##### Task input

//! Cyclic command-name completion.
//!
//! Each request rotates the input line to the next registered name that
//! starts with the anchor prefix: the text the user actually typed when the
//! rotation began. The anchor lives on the [`InputBuffer`] so that typing
//! resets it, while the rewrite done here keeps it.

use devcon_types::InputBuffer;

use crate::registry::CommandRegistry;

/// Sorted name index plus the registry generation it was built from.
#[derive(Debug, Default)]
pub struct AutocompleteEngine {
    /// `(lowercase, display)` pairs sorted by the lowercase form.
    index: Vec<(String, String)>,
    built_for: Option<u64>,
}

impl AutocompleteEngine {
    pub fn new() -> Self {
        Self::default()
    }

    /// Force a rebuild on the next request.
    pub fn invalidate(&mut self) {
        self.built_for = None;
    }

    /// Whether the index is stale for `registry`.
    pub fn is_stale(&self, registry: &CommandRegistry) -> bool {
        self.built_for != Some(registry.generation())
    }

    /// Names in completion order, as of the last rebuild.
    pub fn sorted_names(&self) -> impl Iterator<Item = &str> {
        self.index.iter().map(|(_, name)| name.as_str())
    }

    /// Rotate `input` to the next (or previous) matching name.
    ///
    /// Returns `true` when the input was rewritten. With no match, or an
    /// empty registry, the input is left untouched.
    pub fn autocomplete(
        &mut self,
        registry: &CommandRegistry,
        input: &mut InputBuffer,
        forward: bool,
    ) -> bool {
        if self.is_stale(registry) {
            self.rebuild(registry);
        }
        let count = self.index.len();
        if count == 0 {
            return false;
        }

        let typed = input.value().to_lowercase();
        let found = self.index.iter().position(|(lower, _)| *lower == typed);
        if found.is_none() || input.autocomplete_anchor().is_none() {
            input.set_autocomplete_anchor(Some(input.value().to_string()));
        }
        let anchor = input
            .autocomplete_anchor()
            .map(str::to_lowercase)
            .unwrap_or_default();

        let start = match (found, forward) {
            (Some(i), true) => (i + 1) % count,
            (Some(i), false) => (i + count - 1) % count,
            (None, true) => 0,
            (None, false) => count - 1,
        };
        let hit = (0..count)
            .map(|step| {
                if forward {
                    (start + step) % count
                } else {
                    (start + count - step) % count
                }
            })
            .find(|&i| self.index[i].0.starts_with(&anchor));

        match hit {
            Some(i) => {
                input.clear();
                input.write(&self.index[i].1);
                true
            },
            None => false,
        }
    }

    fn rebuild(&mut self, registry: &CommandRegistry) {
        self.index = registry
            .names()
            .map(|name| (name.to_lowercase(), name.to_string()))
            .collect();
        self.index.sort();
        self.built_for = Some(registry.generation());
        log::debug!("Rebuilt autocomplete index ({} names)", self.index.len());
    }
}

#[cfg(test)]
mod tests {
    use super::*;
    use crate::handler;

    fn registry(names: &[&str]) -> CommandRegistry {
        let mut reg = CommandRegistry::new();
        for name in names {
            reg.register(name, handler::from_text(|_| "")).unwrap();
        }
        reg
    }

    fn typed(text: &str) -> InputBuffer {
        let mut input = InputBuffer::new();
        for ch in text.chars() {
            input.insert(ch);
        }
        input
    }

    #[test]
    fn cycles_matching_names_alphabetically() {
        let reg = registry(&["Set-X", "Set-Y", "Get-Z"]);
        let mut engine = AutocompleteEngine::new();
        let mut input = typed("Set-");
        assert!(engine.autocomplete(&reg, &mut input, true));
        assert_eq!(input.value(), "Set-X");
        assert!(engine.autocomplete(&reg, &mut input, true));
        assert_eq!(input.value(), "Set-Y");
        assert!(engine.autocomplete(&reg, &mut input, true));
        assert_eq!(input.value(), "Set-X");
        assert_eq!(input.autocomplete_anchor(), Some("Set-"));
    }

    #[test]
    fn backward_rotation() {
        let reg = registry(&["Set-X", "Set-Y", "Get-Z"]);
        let mut engine = AutocompleteEngine::new();
        let mut input = typed("set");
        engine.autocomplete(&reg, &mut input, false);
        assert_eq!(input.value(), "Set-Y");
        engine.autocomplete(&reg, &mut input, false);
        assert_eq!(input.value(), "Set-X");
        engine.autocomplete(&reg, &mut input, false);
        assert_eq!(input.value(), "Set-Y");
    }

    #[test]
    fn prefix_match_is_case_insensitive() {
        let reg = registry(&["Echo", "exit"]);
        let mut engine = AutocompleteEngine::new();
        let mut input = typed("E");
        engine.autocomplete(&reg, &mut input, true);
        assert_eq!(input.value(), "Echo");
        engine.autocomplete(&reg, &mut input, true);
        assert_eq!(input.value(), "exit");
    }

    #[test]
    fn empty_input_cycles_everything() {
        let reg = registry(&["b", "a", "c"]);
        let mut engine = AutocompleteEngine::new();
        let mut input = InputBuffer::new();
        let mut seen = Vec::new();
        for _ in 0..4 {
            engine.autocomplete(&reg, &mut input, true);
            seen.push(input.value().to_string());
        }
        assert_eq!(seen, vec!["a", "b", "c", "a"]);
    }

    #[test]
    fn no_match_leaves_input_unchanged() {
        let reg = registry(&["alpha"]);
        let mut engine = AutocompleteEngine::new();
        let mut input = typed("zz");
        assert!(!engine.autocomplete(&reg, &mut input, true));
        assert_eq!(input.value(), "zz");
    }

    #[test]
    fn empty_registry_is_noop() {
        let reg = CommandRegistry::new();
        let mut engine = AutocompleteEngine::new();
        let mut input = typed("x");
        assert!(!engine.autocomplete(&reg, &mut input, true));
        assert_eq!(input.value(), "x");
        assert!(input.autocomplete_anchor().is_none());
    }

    #[test]
    fn typing_restarts_rotation_from_new_prefix() {
        let reg = registry(&["cat", "cd", "clear"]);
        let mut engine = AutocompleteEngine::new();
        let mut input = typed("c");
        engine.autocomplete(&reg, &mut input, true);
        assert_eq!(input.value(), "cat");
        input.backspace();
        input.backspace();
        input.insert('l');
        engine.autocomplete(&reg, &mut input, true);
        assert_eq!(input.value(), "clear");
    }

    #[test]
    fn exact_name_without_anchor_becomes_anchor() {
        let reg = registry(&["list", "listen"]);
        let mut engine = AutocompleteEngine::new();
        let mut input = typed("list");
        engine.autocomplete(&reg, &mut input, true);
        assert_eq!(input.value(), "listen");
        engine.autocomplete(&reg, &mut input, true);
        assert_eq!(input.value(), "list");
    }

    #[test]
    fn rebuilds_after_registry_change() {
        let mut reg = registry(&["alpha"]);
        let mut engine = AutocompleteEngine::new();
        let mut input = typed("a");
        engine.autocomplete(&reg, &mut input, true);
        assert!(!engine.is_stale(&reg));

        reg.register("apple", handler::from_text(|_| "")).unwrap();
        assert!(engine.is_stale(&reg));
        engine.autocomplete(&reg, &mut input, true);
        assert_eq!(input.value(), "apple");
        assert_eq!(engine.sorted_names().collect::<Vec<_>>(), vec!["alpha", "apple"]);
    }

    #[test]
    fn invalidate_forces_rebuild() {
        let reg = registry(&["x"]);
        let mut engine = AutocompleteEngine::new();
        engine.autocomplete(&reg, &mut InputBuffer::new(), true);
        engine.invalidate();
        assert!(engine.is_stale(&reg));
    }

    mod proptests {
        use super::*;
        use proptest::prelude::*;
        use std::collections::BTreeSet;

        proptest! {
            #[test]
            fn full_rotation_returns_to_first_match(
                names in proptest::collection::btree_set("[a-c]{1,4}", 1..12),
                prefix in "[a-c]{0,2}",
            ) {
                let names: BTreeSet<String> = names;
                let matching = names.iter().filter(|n| n.starts_with(&prefix)).count();
                prop_assume!(matching > 0);
                let refs: Vec<&str> = names.iter().map(String::as_str).collect();
                let reg = registry(&refs);
                let mut engine = AutocompleteEngine::new();
                let mut input = typed(&prefix);

                engine.autocomplete(&reg, &mut input, true);
                let first = input.value().to_string();
                prop_assert!(first.starts_with(&prefix));
                for _ in 0..matching {
                    engine.autocomplete(&reg, &mut input, true);
                    prop_assert!(input.value().starts_with(&prefix));
                }
                prop_assert_eq!(input.value(), first.as_str());
            }
        }
    }
}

##########

● **Task details**: In the records above, find each line with the string "Echo" and list it.

● **Written answer**:
        let reg = registry(&["Echo", "exit"]);
        assert_eq!(input.value(), "Echo");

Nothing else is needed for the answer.